Task to complete> For each line of the listing that holds "lookup", show the full line.

-- Opening Marker --

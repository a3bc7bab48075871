//! # Document Formats
//!
//! Maps a config file path to the decoder that understands it. Selection is
//! by lowercase file extension and happens before any byte is decoded.

use std::fmt;
use std::path::Path;

use serde::{Deserialize, Serialize};

use crate::error::CintError;

/// Extensions accepted for config documents, in the order they are listed
/// to users.
pub const SUPPORTED_EXTENSIONS: [&str; 3] = [".yaml", ".yml", ".json"];

/// A config document format with a dedicated decoder.
#[derive(Debug, Clone, Copy, PartialEq, Eq, Hash, Serialize, Deserialize)]
#[serde(rename_all = "lowercase")]
pub enum DocumentFormat {
    /// YAML 1.2 (`.yaml`, `.yml`).
    Yaml,
    /// JSON (`.json`).
    Json,
}

impl DocumentFormat {
    /// Select the format for `path` from its extension.
    ///
    /// The match is case-insensitive (`CONFIG.YML` is YAML).
    ///
    /// # Errors
    ///
    /// Returns [`CintError::UnsupportedFormat`] naming the offending
    /// extension and the supported set.
    pub fn from_path(path: &Path) -> Result<Self, CintError> {
        let extension = path
            .extension()
            .and_then(|e| e.to_str())
            .map(|e| format!(".{}", e.to_lowercase()))
            .unwrap_or_default();

        match extension.as_str() {
            ".yaml" | ".yml" => Ok(Self::Yaml),
            ".json" => Ok(Self::Json),
            _ => Err(CintError::UnsupportedFormat {
                extension,
                supported: SUPPORTED_EXTENSIONS.join(", "),
            }),
        }
    }

    /// Display name used in decode error messages.
    pub fn name(self) -> &'static str {
        match self {
            Self::Yaml => "YAML",
            Self::Json => "JSON",
        }
    }
}

impl fmt::Display for DocumentFormat {
    fn fmt(&self, f: &mut fmt::Formatter<'_>) -> fmt::Result {
        f.write_str(self.name())
    }
}
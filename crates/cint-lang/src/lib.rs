//! # cint-lang: Constraint Language Engine
//!
//! A self-contained engine for the schema language cint validates against:
//! a CUE-style constraint language where types, bounds, enumerations and
//! concrete data are all values on one lattice, and checking a document
//! means unifying it with a definition.
//!
//! ## Pipeline
//!
//! ```text
//! source ──tokenize──▶ tokens ──parse──▶ AST ──compile──▶ Value
//!                                                          │
//!   document Value ───────────────────── unify ◀───────────┘
//!                                          │
//!                                 validate_concrete ──▶ Vec<Violation>
//! ```
//!
//! ## Supported Language
//!
//! - Basic kinds `null bool int float number string`, top `_`, bottom `_|_`.
//! - Literals, `&` conjunction, `|` disjunction with `*` defaults.
//! - Bounds `>= > <= < != =~ !~`.
//! - Structs with regular, optional `?` and required `!` fields,
//!   definitions `#Name` (closed), hidden `_name`, pattern constraints
//!   `[expr]: expr`, and `...` to reopen.
//! - Lists, with `...T` for open lists.
//! - Lexical references, including forward references.
//!
//! Imports, comprehensions, interpolation and arithmetic are not supported.
//!
//! ## Crate Policy
//!
//! - Depends on no other `cint-*` crate.
//! - No `unsafe` code.
//! - [`Context`] is `Send + Sync`; compiled values are immutable data.

pub mod ast;
mod concrete;
pub mod context;
pub mod error;
mod eval;
pub mod lexer;
pub mod parser;
pub mod pos;
mod unify;
pub mod value;

pub use context::{Context, ListBuilder, StructBuilder};
pub use error::{CompileDiagnostic, CompileError, SyntaxError, ValidationFailure, Violation};
pub use pos::{Origin, Pos};
pub use value::{Instance, Kinds, Label, LabelKind, Presence, UnifiedValue, Value};
//! Syntax tree produced by the parser.

pub use crate::value::Presence;

/// Line/column of a syntax node (file is bound later by the compiler).
#[derive(Debug, Clone, Copy, PartialEq, Eq)]
pub struct Span {
    pub line: u32,
    pub column: u32,
}

/// A parsed schema file.
#[derive(Debug, Clone, PartialEq)]
pub struct File {
    pub package: Option<String>,
    pub body: StructLit,
}

/// `{ decls }`, or the implicit top-level struct of a file.
#[derive(Debug, Clone, PartialEq)]
pub struct StructLit {
    pub decls: Vec<Decl>,
    pub span: Span,
}

#[derive(Debug, Clone, PartialEq)]
pub enum Decl {
    /// `label: expr`, `label?: expr`, `label!: expr`.
    Field(FieldDecl),
    /// `[labelExpr]: expr`
    Pattern(PatternDecl),
    /// `...`
    Ellipsis(Span),
}

#[derive(Debug, Clone, PartialEq)]
pub struct FieldDecl {
    pub label: LabelName,
    pub presence: Presence,
    pub value: Expr,
    pub span: Span,
}

#[derive(Debug, Clone, PartialEq)]
pub struct PatternDecl {
    pub label: Expr,
    pub value: Expr,
    pub span: Span,
}

/// A field label as written.
#[derive(Debug, Clone, PartialEq, Eq)]
pub enum LabelName {
    /// Bare identifier, `#Definition` or `_hidden`; referable by name.
    Ident(String),
    /// `"quoted"`; never referable.
    Quoted(String),
}

#[derive(Debug, Clone, Copy, PartialEq, Eq)]
pub enum UnaryOp {
    Neg,
    Ge,
    Gt,
    Le,
    Lt,
    Ne,
    Match,
    NotMatch,
}

impl UnaryOp {
    pub fn symbol(self) -> &'static str {
        match self {
            UnaryOp::Neg => "-",
            UnaryOp::Ge => ">=",
            UnaryOp::Gt => ">",
            UnaryOp::Le => "<=",
            UnaryOp::Lt => "<",
            UnaryOp::Ne => "!=",
            UnaryOp::Match => "=~",
            UnaryOp::NotMatch => "!~",
        }
    }
}

#[derive(Debug, Clone, PartialEq)]
pub enum Expr {
    Top,
    Bottom(Span),
    Null,
    Bool(bool),
    Int(i128),
    Float(f64),
    Str(String),
    Ident(String, Span),
    Struct(StructLit),
    List(ListLit),
    Unary(UnaryOp, Box<Expr>, Span),
    /// `a & b & ...`
    And(Vec<Expr>),
    /// `a | *b | ...`; the flag marks default alternatives.
    Or(Vec<(Expr, bool)>),
    /// `*expr` outside a disjunction.
    Default(Box<Expr>),
}

#[derive(Debug, Clone, PartialEq)]
pub struct ListLit {
    pub elements: Vec<Expr>,
    /// `...T` after the last element; `...` alone is `Some(Top)`.
    pub tail: Option<Box<Expr>>,
    pub span: Span,
}
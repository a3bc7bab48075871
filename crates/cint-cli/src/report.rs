//! # Report Rendering
//!
//! Renders batch results for stdout. The text report is the CI-facing
//! default; the JSON report is the same data for machine consumers.

use std::fmt::Write as _;

use cint_core::ValidationResult;

/// Report format selected with `--format`.
#[derive(Debug, Clone, Copy, PartialEq, Eq, Default, clap::ValueEnum)]
pub enum OutputFormat {
    /// `<path>: ok` or `FAIL: <path>` followed by indented diagnostics.
    #[default]
    Text,
    /// Pretty-printed JSON array of results.
    Json,
}

/// One block per file, in result order.
pub fn format_text(results: &[ValidationResult]) -> String {
    let mut out = String::new();
    for result in results {
        if result.is_valid() {
            let _ = writeln!(out, "{}: ok", result.file_name());
            continue;
        }
        let _ = writeln!(out, "FAIL: {}", result.file_name());
        for error in result.errors() {
            let _ = writeln!(out, "  {error}");
        }
    }
    out
}

/// `[{"file", "valid", "errors": [{"line", "field", "problem"}]}]`
///
/// # Errors
///
/// Propagates serializer failures.
pub fn format_json(results: &[ValidationResult]) -> serde_json::Result<String> {
    let mut rendered = serde_json::to_string_pretty(results)?;
    rendered.push('\n');
    Ok(rendered)
}

/// `0` iff every result is valid, otherwise `1`.
pub fn exit_code(results: &[ValidationResult]) -> u8 {
    if results.iter().all(ValidationResult::is_valid) {
        0
    } else {
        1
    }
}
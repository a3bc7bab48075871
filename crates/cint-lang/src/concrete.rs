//! Concreteness validation.
//!
//! Walks a unified value and records one [`Violation`] for every conflict
//! or unresolved constraint reachable through regular fields and list
//! elements. Definitions, hidden fields and optional fields are not data
//! and are skipped.

use crate::error::{ValidationFailure, Violation};
use crate::pos::Pos;
use crate::value::{Presence, Value};

pub(crate) fn validate(
    value: &Value,
    path: &[String],
    positions: &[Pos],
) -> Result<(), ValidationFailure> {
    let mut walker = Walker {
        path: path.to_vec(),
        violations: Vec::new(),
    };
    walker.walk(value, positions);
    if walker.violations.is_empty() {
        Ok(())
    } else {
        Err(ValidationFailure::new(walker.violations))
    }
}

struct Walker {
    path: Vec<String>,
    violations: Vec<Violation>,
}

impl Walker {
    fn report(&mut self, positions: &[Pos], message: String) {
        self.violations
            .push(Violation::new(self.path.clone(), positions.to_vec(), message));
    }

    fn walk(&mut self, value: &Value, positions: &[Pos]) {
        match value {
            Value::Bottom(message) => self.report(positions, message.clone()),
            Value::Null | Value::Bool(_) | Value::Int(_) | Value::Float(_) | Value::String(_) => {}
            Value::Top | Value::Kind(_) | Value::Bound(_) | Value::Conjunction(_) => {
                self.report(positions, format!("incomplete value {value}"));
            }
            Value::Disjunction(d) => match d.default_value() {
                Some(default) => self.walk(default, positions),
                None => self.report(positions, format!("incomplete value {value}")),
            },
            Value::Struct(s) => {
                for field in s.fields.iter().filter(|f| f.label.is_regular()) {
                    match field.presence {
                        Presence::Optional => {}
                        Presence::Required => {
                            self.path.push(field.label.segment());
                            self.report(
                                &field.positions,
                                "field is required but not present".to_string(),
                            );
                            self.path.pop();
                        }
                        Presence::Regular => {
                            self.path.push(field.label.segment());
                            self.walk(&field.value, &field.positions);
                            self.path.pop();
                        }
                    }
                }
            }
            Value::List(list) => {
                for (i, element) in list.elements.iter().enumerate() {
                    self.path.push(format!("[{i}]"));
                    self.walk(&element.value, &element.positions);
                    self.path.pop();
                }
            }
        }
    }
}
//! Integration test: compile schemas, unify them with hand-built documents,
//! and check the violations that come back.

use std::sync::Arc;

use cint_lang::{Context, ListBuilder, Origin, Pos, StructBuilder, Value, Violation};

const SCHEMA: &str = r#"
package config

#Port: int & >=1 & <=65535

#Config: {
	name:        string & =~"^[a-z][a-z0-9-]*$"
	port:        #Port
	replicas:    int & >=1 & <=10
	environment: "development" | "staging" | "production"
	log_level:   *"info" | "debug" | "warn" | "error"
	debug?:      bool
	labels?: {[string]: string}
	tags?: [...string]
}
"#;

fn doc_pos(line: u32) -> Option<Pos> {
    Some(Pos::document(Arc::from("config.yaml"), line))
}

fn valid_document() -> StructBuilder {
    let mut doc = StructBuilder::new();
    doc.insert("name", Value::String("my-service".into()), doc_pos(1));
    doc.insert("port", Value::Int(8080), doc_pos(2));
    doc.insert("replicas", Value::Int(3), doc_pos(3));
    doc.insert("environment", Value::String("production".into()), doc_pos(4));
    doc
}

fn violations(ctx: &Context, doc: Value) -> Vec<Violation> {
    let schema = ctx.compile(SCHEMA.as_bytes(), "schema.cue").expect("schema compiles");
    let def = schema.lookup("#Config").expect("#Config defined");
    match ctx.unify(&def, &doc).validate_concrete() {
        Ok(()) => Vec::new(),
        Err(failure) => failure.into_violations(),
    }
}

#[test]
fn test_valid_document_passes() {
    let ctx = Context::new();
    assert!(violations(&ctx, valid_document().build()).is_empty());
}

#[test]
fn test_default_fills_missing_field() {
    let ctx = Context::new();
    let schema = ctx.compile(SCHEMA.as_bytes(), "schema.cue").unwrap();
    let def = schema.lookup("#Config").unwrap();
    let unified = ctx.unify(&def, &valid_document().build());
    let Value::Struct(s) = unified.value() else {
        panic!("expected struct");
    };
    let Value::Disjunction(d) = &s.field("log_level").unwrap().value else {
        panic!("expected disjunction");
    };
    assert_eq!(d.default_value(), Some(&Value::String("info".into())));
}

#[test]
fn test_type_mismatch_points_at_document_line_first() {
    let ctx = Context::new();
    let mut doc = valid_document();
    doc.insert("port", Value::String("eighty".into()), doc_pos(2));
    let v = violations(&ctx, doc.build());
    assert_eq!(v.len(), 1);
    assert_eq!(v[0].path(), ["#Config", "port"]);
    assert!(v[0].message().contains("mismatched types"), "{}", v[0]);
    assert_eq!(v[0].positions()[0].origin(), Origin::Document);
    assert_eq!(v[0].positions()[0].line(), 2);
    assert!(v[0]
        .positions()
        .iter()
        .any(|p| p.origin() == Origin::Schema && p.file() == "schema.cue"));
}

#[test]
fn test_out_of_range_reports_bound() {
    let ctx = Context::new();
    let mut doc = valid_document();
    doc.insert("replicas", Value::Int(100), doc_pos(3));
    let v = violations(&ctx, doc.build());
    assert_eq!(v.len(), 1);
    assert_eq!(v[0].message(), "invalid value 100 (out of bound <=10)");
}

#[test]
fn test_missing_required_field_is_incomplete() {
    let ctx = Context::new();
    let mut doc = StructBuilder::new();
    doc.insert("name", Value::String("svc".into()), doc_pos(1));
    doc.insert("replicas", Value::Int(1), doc_pos(2));
    doc.insert("environment", Value::String("staging".into()), doc_pos(3));
    let v = violations(&ctx, doc.build());
    assert_eq!(v.len(), 1);
    assert_eq!(v[0].to_string(), "#Config.port: incomplete value int & >=1 & <=65535");
    assert!(v[0].positions().iter().all(|p| p.origin() == Origin::Schema));
}

#[test]
fn test_unknown_field_is_not_allowed() {
    let ctx = Context::new();
    let mut doc = valid_document();
    doc.insert("unknown_field", Value::Bool(true), doc_pos(5));
    let v = violations(&ctx, doc.build());
    assert_eq!(v.len(), 1);
    assert_eq!(v[0].to_string(), "#Config.unknown_field: field not allowed");
    assert_eq!(v[0].positions()[0].line(), 5);
}

#[test]
fn test_enum_miss_lists_every_alternative() {
    let ctx = Context::new();
    let mut doc = valid_document();
    doc.insert("environment", Value::String("dev".into()), doc_pos(4));
    let v = violations(&ctx, doc.build());
    assert_eq!(v.len(), 1);
    assert!(v[0].message().starts_with("3 errors in empty disjunction"), "{}", v[0]);
}

#[test]
fn test_independent_violations_are_all_reported() {
    let ctx = Context::new();
    let mut doc = valid_document();
    doc.insert("name", Value::String("Bad_Name".into()), doc_pos(1));
    doc.insert("port", Value::Int(0), doc_pos(2));
    doc.insert("extra", Value::Null, doc_pos(6));
    let v = violations(&ctx, doc.build());
    let paths: Vec<_> = v.iter().map(|x| x.path().join(".")).collect();
    assert_eq!(paths, ["#Config.name", "#Config.port", "#Config.extra"]);
}

#[test]
fn test_pattern_constraint_checks_map_values() {
    let ctx = Context::new();
    let mut labels = StructBuilder::new();
    labels.insert("team", Value::String("core".into()), doc_pos(6));
    labels.insert("tier", Value::Int(1), doc_pos(7));
    let mut doc = valid_document();
    doc.insert("labels", labels.build(), doc_pos(5));
    let v = violations(&ctx, doc.build());
    assert_eq!(v.len(), 1);
    assert_eq!(v[0].path(), ["#Config", "labels", "tier"]);
}

#[test]
fn test_open_list_checks_each_element() {
    let ctx = Context::new();
    let mut tags = ListBuilder::new();
    tags.push(Value::String("a".into()), doc_pos(6));
    tags.push(Value::Int(2), doc_pos(7));
    let mut doc = valid_document();
    doc.insert("tags", tags.build(), doc_pos(5));
    let v = violations(&ctx, doc.build());
    assert_eq!(v.len(), 1);
    assert_eq!(v[0].to_string().split(':').next(), Some("#Config.tags[1]"));
    assert_eq!(v[0].positions()[0].line(), 7);
}

#[test]
fn test_float_is_not_an_int() {
    let ctx = Context::new();
    let mut doc = valid_document();
    doc.insert("replicas", Value::Float(2.5), doc_pos(3));
    assert_eq!(violations(&ctx, doc.build()).len(), 1);
}

#[test]
fn test_schema_without_config_has_no_definition() {
    let ctx = Context::new();
    let schema = ctx.compile(b"#Other: { a: int }", "s.cue").unwrap();
    assert!(schema.lookup("#Config").is_none());
}

#[test]
fn test_context_is_shared_across_threads() {
    let ctx = Arc::new(Context::new());
    let schema = Arc::new(ctx.compile(SCHEMA.as_bytes(), "schema.cue").unwrap());
    let handles: Vec<_> = (0..4)
        .map(|i| {
            let ctx = Arc::clone(&ctx);
            let schema = Arc::clone(&schema);
            std::thread::spawn(move || {
                let def = schema.lookup("#Config").unwrap();
                let mut doc = valid_document();
                doc.insert("replicas", Value::Int(i + 1), None);
                ctx.unify(&def, &doc.build()).validate_concrete().is_ok()
            })
        })
        .collect();
    for h in handles {
        assert!(h.join().unwrap());
    }
}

-- Closing Marker --

Expected output>
    let def = schema.lookup("#Config").expect("#Config defined");
    let def = schema.lookup("#Config").unwrap();
    assert!(schema.lookup("#Config").is_none());
                let def = schema.lookup("#Config").unwrap();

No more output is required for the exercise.